Referidos princípios constituem direitos fundamentais, protegidos por cláusula pétrea e que não podem ser suprimidos nem mesmo por meio de Emendas Constitucionais, consoante expressa proibição estabelecida no inciso VI, do § 4º, do art. 60 da CF.
Dessa forma, o consumidor, em o querendo, poderá apresentar impugnação dirigida à Câmara de Gestão da Crise de Energia Elétrica, assim que receber a carta da concessionária, contendo advertência de suspensão do fornecimento de energia de que cuida o § 2º do art. 14 da indigitada Medida Provisória. Da mesma forma, ele poderá impugnar o valor da sobretaxa, vedada, numa e noutra hipótese, a invocação de inconstitucionalidade dessas medidas. Na ausência de normas processuais específicas para reger o processo deverão ser observadas as normas básicas previstas na Lei nº 9.784/99. Entendimento em contrário levaria à tese da impossibilidade de implementação prática das duas medidas punitivas, consideradas, em tese, constitucionais pelo Supremo Tribunal Federal. A Corte Suprema teria decidido sobre um "nada" como salientado por um jurista de renome, o que não corresponde ao nosso entendimento.
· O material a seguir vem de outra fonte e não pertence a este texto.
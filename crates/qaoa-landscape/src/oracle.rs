//! Energy oracle contract.
//!
//! An oracle turns `(graph, gamma, beta)` into a distribution over node
//! assignments. The landscape sampler only consumes that distribution; how it
//! is produced (state-vector simulation, sampling, real hardware) is up to the
//! implementation.

use rustc_hash::FxHashMap;

use crate::assignment::Assignment;
use crate::error::Result;
use crate::graph::Graph;

/// Output of one oracle call.
#[derive(Debug, Clone, PartialEq)]
pub enum Distribution {
    /// Exact probabilities; expectation values are used as-is.
    Exact(FxHashMap<Assignment, f64>),
    /// Measurement histogram over `shots` trials; expectation values are
    /// divided by `shots`.
    Sampled {
        counts: FxHashMap<Assignment, u64>,
        shots: u64,
    },
}

impl Distribution {
    /// Number of distinct assignments with non-zero weight.
    pub fn support(&self) -> usize {
        match self {
            Distribution::Exact(p) => p.len(),
            Distribution::Sampled { counts, .. } => counts.len(),
        }
    }

    /// Weighted sum of `f(x)` over the distribution, normalized for sampled
    /// distributions.
    pub fn expectation<F>(&self, mut f: F) -> Result<f64>
    where
        F: FnMut(&Assignment) -> Result<f64>,
    {
        match self {
            Distribution::Exact(probs) => {
                let mut total = 0.0;
                for (x, &p) in probs {
                    total += p * f(x)?;
                }
                Ok(total)
            }
            Distribution::Sampled { counts, shots } => {
                let mut total = 0.0;
                let mut seen = 0u64;
                for (x, &c) in counts {
                    total += c as f64 * f(x)?;
                    seen += c;
                }
                if seen != *shots {
                    tracing::warn!(seen, shots, "sampled counts do not sum to shot count");
                }
                if *shots == 0 {
                    return Ok(0.0);
                }
                Ok(total / *shots as f64)
            }
        }
    }
}

/// Source of assignment distributions for a parameterized heuristic.
///
/// Implementations must return assignments whose length equals
/// `graph.num_nodes()` and must be deterministic for a fixed seed when they
/// sample. Landscape sampling with more than one worker additionally requires
/// `Sync`.
pub trait EnergyOracle {
    fn distribution(&self, graph: &Graph, gamma: f64, beta: f64) -> Result<Distribution>;
}

impl<T: EnergyOracle + ?Sized> EnergyOracle for &T {
    fn distribution(&self, graph: &Graph, gamma: f64, beta: f64) -> Result<Distribution> {
        (**self).distribution(graph, gamma, beta)
    }
}

/// Adapter turning a closure into an oracle.
pub struct FnOracle<F>(pub F);

impl<F> EnergyOracle for FnOracle<F>
where
    F: Fn(&Graph, f64, f64) -> Result<Distribution>,
{
    fn distribution(&self, graph: &Graph, gamma: f64, beta: f64) -> Result<Distribution> {
        (self.0)(graph, gamma, beta)
    }
}
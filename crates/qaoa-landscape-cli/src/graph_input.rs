//! Graph arguments shared by the subcommands.

use std::path::PathBuf;

use anyhow::{bail, Context};
use clap::Args;
use qaoa_landscape::{Graph, NodeId};

/// Where the input graph comes from.
#[derive(Args, Debug, Clone)]
pub struct GraphArgs {
    /// Inline edge list, e.g. "0-1,1-2:2.5" (weight defaults to 1)
    #[arg(short, long, conflicts_with = "graph")]
    pub edges: Option<String>,

    /// Graph as JSON (`{"num_nodes": .., "edges": [{"u":..,"v":..,"weight":..}]}`)
    #[arg(short, long)]
    pub graph: Option<PathBuf>,

    /// Node count for --edges; defaults to the largest node id plus one
    #[arg(short, long)]
    pub nodes: Option<usize>,
}

impl GraphArgs {
    pub fn load(&self) -> anyhow::Result<Graph> {
        match (&self.edges, &self.graph) {
            (Some(spec), _) => {
                let edges = parse_edges(spec)?;
                let needed = edges.iter().map(|&(u, v, _)| u.max(v) + 1).max().unwrap_or(0);
                let n = self.nodes.unwrap_or(needed);
                if n < needed {
                    bail!("--nodes {n} is too small for edge list touching node {}", needed - 1);
                }
                Ok(Graph::weighted(n, &edges)?)
            }
            (None, Some(path)) => {
                let content = std::fs::read_to_string(path)
                    .with_context(|| format!("failed to read graph {}", path.display()))?;
                let graph: Graph = serde_json::from_str(&content)
                    .with_context(|| format!("failed to parse graph {}", path.display()))?;
                Ok(graph)
            }
            (None, None) => bail!("either --edges or --graph is required"),
        }
    }
}

/// Parse `"u-v[:w],..."`.
pub fn parse_edges(spec: &str) -> anyhow::Result<Vec<(NodeId, NodeId, f64)>> {
    spec.split(',')
        .map(str::trim)
        .filter(|s| !s.is_empty())
        .map(|item| {
            let (pair, weight) = match item.split_once(':') {
                Some((pair, w)) => (
                    pair,
                    w.trim()
                        .parse::<f64>()
                        .with_context(|| format!("bad weight in edge '{item}'"))?,
                ),
                None => (item, 1.0),
            };
            let (u, v) = parse_pair(pair).with_context(|| format!("bad edge '{item}'"))?;
            Ok((u, v, weight))
        })
        .collect()
}

/// Parse a single `"u-v"` pair.
pub fn parse_pair(pair: &str) -> anyhow::Result<(NodeId, NodeId)> {
    let Some((u, v)) = pair.split_once('-') else {
        bail!("expected 'u-v', got '{pair}'");
    };
    Ok((u.trim().parse()?, v.trim().parse()?))
}

/// Parse a comma separated warm start such as `"0,0.5,1"`.
pub fn parse_vector(spec: &str) -> anyhow::Result<Vec<f64>> {
    spec.split(',')
        .map(|s| {
            s.trim()
                .parse::<f64>()
                .with_context(|| format!("bad value '{s}'"))
        })
        .collect()
}
use std::path::PathBuf;

use anyhow::{bail, Context};
use clap::Args;
use serde::Serialize;

use qaoa_landscape::warm_start::{encode, WarmStartIndex};

use crate::graph_input::GraphArgs;
use crate::output::{cell_bar, write_json};

#[derive(Args, Debug)]
pub struct WarmStartsArgs {
    #[command(flatten)]
    pub input: GraphArgs,

    /// Digits per node: 2 gives {0, 1}, 3 gives {0, 0.5, 1}
    #[arg(short, long, default_value = "2")]
    pub base: u32,

    /// Refuse to enumerate more than this many vectors
    #[arg(long, default_value = "1048576")]
    pub limit: u64,

    /// Output file (prints to stdout if not specified)
    #[arg(short, long)]
    pub output: Option<PathBuf>,

    /// Hide the progress bar
    #[arg(long)]
    pub quiet: bool,
}

#[derive(Debug, Serialize)]
struct DistinctWarmStart {
    index: u64,
    warm_start: Vec<f64>,
}

pub fn run(args: WarmStartsArgs) -> anyhow::Result<()> {
    let graph = args.input.load()?;
    let n = graph.num_nodes();
    let total = u32::try_from(n)
        .ok()
        .and_then(|n| u64::from(args.base).checked_pow(n))
        .context("too many warm starts to enumerate")?;
    if total > args.limit {
        bail!("{total} warm starts exceed --limit {}", args.limit);
    }

    let bar = if args.quiet { None } else { Some(cell_bar(total, "warm starts")?) };
    let mut index = WarmStartIndex::new();
    let mut distinct = Vec::new();
    for k in 0..total {
        let ws = encode(k, n, args.base)?;
        if index.insert_if_new(&graph, &ws)? {
            distinct.push(DistinctWarmStart {
                index: k,
                warm_start: ws,
            });
        }
        if let Some(pb) = &bar {
            pb.inc(1);
        }
    }
    if let Some(pb) = bar {
        pb.finish_and_clear();
    }

    tracing::info!(enumerated = total, distinct = distinct.len(), "warm starts deduplicated");
    write_json(&distinct, args.output.as_deref())
}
As impugnações são possíveis, porque o critério estabelecido pela Medida Provisória, para apuração da média de consumo de energia (consumo dos meses de maio, junho e julho de 2000), é por demais genérico, não representando a média real de consumo, em determinado trimestre, para muitos consumidores. Aqueles que viajaram no mês de julho, por exemplo, em virtude de férias escolares, foram prejudicados pela inclusão desse mês no trimestre considerado. Em relação às habitações novas, posteriores a julho de 2000, cabe à concessionária considerar qualquer período trimestral dentro dos últimos doze meses, segundo a delegação outorgada pelo Medida Provisória em questão. E se a habitação tiver menos que doze meses? Qual seria o critério? Seria aquele que viesse na cabeça do burocrata da concessionária? Ninguém o sabe, pois, a Medida Provisória em questão nada adiantou a respeito. E mais, existem casos em que o consumo no trimestre considerado não espelha a necessidade atual por "n" razões. Exemplos: superveniência do aumento de membros da família com nascimento de sêxtuplos; danificação, na época considerada, dos equipamentos eletrodomésticos como freezer, geladeira, máquina de lavar louça, máquina de lavar roupas, secadora, televisão; superveniência de doenças do consumidor, que implicam utilização intensiva de energia elétrica para tratamento de sua saúde etc.,etc.. Há, ainda, a possibilidade de defeitos nos relógios instalados pela concessionária, acarretando medição maior do que a energia efetivamente consumida.
Enfim, as causas que motivam a superação dos limites estabelecidos para o consumo de energia são das mais variadas e as dificuldades delas decorrentes são enormes e de toda ordem.
Por tais razões, não se pode suprimir o fornecimento de energia e nem cobrar a sobretaxa, na verdade, receita derivada, sem a observância do contraditório e da ampla defesa, como se a legislação palaciana em tela tivesse instituído um critério justo, perfeito, impecável e infalível.